*WORK REQUIRED:*
Search the data for the string "wire" and copy each line where it turns up.

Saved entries
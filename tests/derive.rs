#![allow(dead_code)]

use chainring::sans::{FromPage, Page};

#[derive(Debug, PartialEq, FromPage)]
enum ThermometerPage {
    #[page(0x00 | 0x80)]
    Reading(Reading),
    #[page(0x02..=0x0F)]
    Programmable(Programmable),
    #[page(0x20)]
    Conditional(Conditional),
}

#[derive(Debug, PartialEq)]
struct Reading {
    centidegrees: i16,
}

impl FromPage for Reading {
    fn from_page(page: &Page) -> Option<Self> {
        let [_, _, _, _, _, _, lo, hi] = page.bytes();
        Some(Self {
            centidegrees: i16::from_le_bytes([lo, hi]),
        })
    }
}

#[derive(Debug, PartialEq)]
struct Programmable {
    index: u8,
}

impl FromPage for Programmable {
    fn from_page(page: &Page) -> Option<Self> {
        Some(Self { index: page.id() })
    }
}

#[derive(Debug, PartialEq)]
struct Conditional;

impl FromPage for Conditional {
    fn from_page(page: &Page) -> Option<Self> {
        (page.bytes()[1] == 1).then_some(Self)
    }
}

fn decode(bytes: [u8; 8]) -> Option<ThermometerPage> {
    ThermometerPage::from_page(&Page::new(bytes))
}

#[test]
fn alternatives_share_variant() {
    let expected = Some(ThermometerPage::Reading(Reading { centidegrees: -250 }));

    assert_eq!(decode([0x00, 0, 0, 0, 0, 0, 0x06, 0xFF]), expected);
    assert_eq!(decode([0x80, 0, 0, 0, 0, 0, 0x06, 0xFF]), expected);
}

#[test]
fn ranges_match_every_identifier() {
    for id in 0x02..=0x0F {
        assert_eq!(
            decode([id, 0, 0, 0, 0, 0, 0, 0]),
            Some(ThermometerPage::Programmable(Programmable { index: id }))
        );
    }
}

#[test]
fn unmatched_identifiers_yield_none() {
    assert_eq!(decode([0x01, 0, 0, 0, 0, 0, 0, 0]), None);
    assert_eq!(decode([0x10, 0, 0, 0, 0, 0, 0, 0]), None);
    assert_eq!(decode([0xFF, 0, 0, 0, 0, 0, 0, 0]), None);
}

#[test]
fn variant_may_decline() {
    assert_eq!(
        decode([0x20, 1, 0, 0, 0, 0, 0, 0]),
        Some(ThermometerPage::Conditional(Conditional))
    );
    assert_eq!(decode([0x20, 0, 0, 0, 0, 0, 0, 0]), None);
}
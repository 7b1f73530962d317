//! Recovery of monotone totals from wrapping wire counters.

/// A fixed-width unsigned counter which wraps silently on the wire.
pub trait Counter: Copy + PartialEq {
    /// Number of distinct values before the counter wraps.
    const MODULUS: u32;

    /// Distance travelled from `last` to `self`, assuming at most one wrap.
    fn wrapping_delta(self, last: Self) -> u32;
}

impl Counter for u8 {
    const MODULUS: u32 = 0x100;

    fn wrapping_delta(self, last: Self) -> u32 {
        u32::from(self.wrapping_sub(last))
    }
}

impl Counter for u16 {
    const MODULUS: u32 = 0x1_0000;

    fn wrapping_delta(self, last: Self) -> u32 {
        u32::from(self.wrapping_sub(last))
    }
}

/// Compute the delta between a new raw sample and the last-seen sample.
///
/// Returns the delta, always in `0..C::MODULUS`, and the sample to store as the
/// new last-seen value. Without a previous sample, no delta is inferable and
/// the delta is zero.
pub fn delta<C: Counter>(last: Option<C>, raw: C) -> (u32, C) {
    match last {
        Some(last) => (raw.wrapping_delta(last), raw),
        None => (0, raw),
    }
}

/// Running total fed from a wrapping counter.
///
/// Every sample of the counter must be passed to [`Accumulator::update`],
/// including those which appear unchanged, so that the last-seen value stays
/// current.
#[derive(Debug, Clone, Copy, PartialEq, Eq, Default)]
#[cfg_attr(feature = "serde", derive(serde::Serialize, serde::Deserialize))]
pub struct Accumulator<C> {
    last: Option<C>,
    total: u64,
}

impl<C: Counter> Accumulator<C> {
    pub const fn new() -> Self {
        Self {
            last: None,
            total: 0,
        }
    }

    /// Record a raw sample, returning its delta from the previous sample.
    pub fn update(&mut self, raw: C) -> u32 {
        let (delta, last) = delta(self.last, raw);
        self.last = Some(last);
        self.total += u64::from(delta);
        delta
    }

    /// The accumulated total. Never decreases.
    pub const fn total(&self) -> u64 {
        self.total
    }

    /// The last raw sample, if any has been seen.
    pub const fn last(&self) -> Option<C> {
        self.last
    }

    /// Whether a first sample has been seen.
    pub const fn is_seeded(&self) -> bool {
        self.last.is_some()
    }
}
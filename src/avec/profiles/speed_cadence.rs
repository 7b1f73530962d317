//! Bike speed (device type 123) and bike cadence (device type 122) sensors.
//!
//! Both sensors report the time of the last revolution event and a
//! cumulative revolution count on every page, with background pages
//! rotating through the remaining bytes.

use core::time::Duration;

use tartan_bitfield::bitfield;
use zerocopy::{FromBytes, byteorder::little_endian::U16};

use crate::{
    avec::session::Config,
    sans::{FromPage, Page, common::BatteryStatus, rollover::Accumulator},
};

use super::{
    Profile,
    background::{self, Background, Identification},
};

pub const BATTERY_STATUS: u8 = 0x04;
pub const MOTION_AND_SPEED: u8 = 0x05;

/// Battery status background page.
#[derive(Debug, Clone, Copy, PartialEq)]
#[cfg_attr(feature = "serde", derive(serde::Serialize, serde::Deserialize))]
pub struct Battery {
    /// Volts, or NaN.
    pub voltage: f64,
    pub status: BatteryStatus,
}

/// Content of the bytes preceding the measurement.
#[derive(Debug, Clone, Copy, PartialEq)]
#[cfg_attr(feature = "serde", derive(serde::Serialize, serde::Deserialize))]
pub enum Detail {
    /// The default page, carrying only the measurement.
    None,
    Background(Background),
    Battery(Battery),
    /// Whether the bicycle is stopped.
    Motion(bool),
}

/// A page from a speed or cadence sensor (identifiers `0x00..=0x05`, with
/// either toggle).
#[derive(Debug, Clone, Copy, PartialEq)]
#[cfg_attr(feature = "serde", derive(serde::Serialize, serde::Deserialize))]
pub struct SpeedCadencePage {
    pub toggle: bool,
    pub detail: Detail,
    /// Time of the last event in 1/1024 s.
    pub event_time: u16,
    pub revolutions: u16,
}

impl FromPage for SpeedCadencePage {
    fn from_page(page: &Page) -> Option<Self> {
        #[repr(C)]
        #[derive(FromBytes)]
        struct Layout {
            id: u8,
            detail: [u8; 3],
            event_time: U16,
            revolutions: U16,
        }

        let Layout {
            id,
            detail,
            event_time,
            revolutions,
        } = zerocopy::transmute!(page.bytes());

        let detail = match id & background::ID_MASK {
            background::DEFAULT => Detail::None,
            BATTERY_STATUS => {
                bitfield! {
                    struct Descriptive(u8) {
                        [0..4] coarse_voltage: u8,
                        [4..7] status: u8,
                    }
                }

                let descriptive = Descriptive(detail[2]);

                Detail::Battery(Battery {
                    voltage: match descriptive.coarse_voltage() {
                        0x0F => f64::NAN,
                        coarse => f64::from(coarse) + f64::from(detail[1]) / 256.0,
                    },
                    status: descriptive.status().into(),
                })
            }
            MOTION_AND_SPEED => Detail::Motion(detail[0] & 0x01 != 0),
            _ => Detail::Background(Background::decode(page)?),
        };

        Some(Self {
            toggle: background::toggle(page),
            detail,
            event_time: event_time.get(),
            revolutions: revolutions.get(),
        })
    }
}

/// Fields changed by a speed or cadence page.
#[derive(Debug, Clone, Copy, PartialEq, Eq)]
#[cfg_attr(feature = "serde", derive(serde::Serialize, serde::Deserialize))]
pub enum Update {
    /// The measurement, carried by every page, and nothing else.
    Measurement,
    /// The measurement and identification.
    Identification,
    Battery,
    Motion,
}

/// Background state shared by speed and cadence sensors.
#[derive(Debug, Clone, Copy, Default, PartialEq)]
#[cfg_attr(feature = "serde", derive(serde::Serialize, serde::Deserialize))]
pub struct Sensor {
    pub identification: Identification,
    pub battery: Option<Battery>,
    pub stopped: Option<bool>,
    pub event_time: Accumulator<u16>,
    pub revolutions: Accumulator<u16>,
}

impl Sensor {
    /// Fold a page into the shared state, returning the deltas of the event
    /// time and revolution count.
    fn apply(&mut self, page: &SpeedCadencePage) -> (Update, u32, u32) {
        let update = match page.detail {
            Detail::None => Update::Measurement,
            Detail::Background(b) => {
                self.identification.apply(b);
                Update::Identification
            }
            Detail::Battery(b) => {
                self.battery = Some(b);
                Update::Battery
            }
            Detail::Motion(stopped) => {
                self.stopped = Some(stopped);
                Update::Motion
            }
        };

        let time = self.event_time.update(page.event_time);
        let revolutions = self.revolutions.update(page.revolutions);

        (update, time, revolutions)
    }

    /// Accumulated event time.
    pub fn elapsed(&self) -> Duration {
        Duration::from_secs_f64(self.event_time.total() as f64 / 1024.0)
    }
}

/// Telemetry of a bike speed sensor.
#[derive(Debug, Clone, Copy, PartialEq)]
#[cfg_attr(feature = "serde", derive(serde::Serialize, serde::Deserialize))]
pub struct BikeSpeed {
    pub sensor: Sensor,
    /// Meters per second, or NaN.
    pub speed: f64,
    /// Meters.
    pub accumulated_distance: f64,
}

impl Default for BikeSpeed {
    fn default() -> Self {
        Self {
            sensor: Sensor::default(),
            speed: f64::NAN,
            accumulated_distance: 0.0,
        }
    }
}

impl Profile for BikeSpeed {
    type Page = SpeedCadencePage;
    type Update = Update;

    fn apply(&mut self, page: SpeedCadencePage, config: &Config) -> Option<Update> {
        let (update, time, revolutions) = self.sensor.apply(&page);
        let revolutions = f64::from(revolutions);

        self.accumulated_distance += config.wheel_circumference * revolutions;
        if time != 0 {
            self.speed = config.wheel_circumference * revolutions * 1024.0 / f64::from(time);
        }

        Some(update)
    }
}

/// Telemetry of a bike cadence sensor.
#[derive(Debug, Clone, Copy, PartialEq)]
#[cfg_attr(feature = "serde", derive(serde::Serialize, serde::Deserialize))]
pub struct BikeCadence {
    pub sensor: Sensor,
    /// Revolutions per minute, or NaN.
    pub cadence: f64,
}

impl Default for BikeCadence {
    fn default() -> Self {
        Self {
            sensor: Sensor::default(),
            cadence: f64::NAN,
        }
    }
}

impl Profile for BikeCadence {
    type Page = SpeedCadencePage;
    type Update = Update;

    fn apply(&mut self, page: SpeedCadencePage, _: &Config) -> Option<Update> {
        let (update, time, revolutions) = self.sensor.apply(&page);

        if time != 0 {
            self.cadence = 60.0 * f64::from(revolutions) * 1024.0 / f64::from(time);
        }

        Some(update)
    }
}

*SOLUTION TO THE EXERCISE:*
//! Recovery of monotone totals from wrapping wire counters.
/// A fixed-width unsigned counter which wraps silently on the wire.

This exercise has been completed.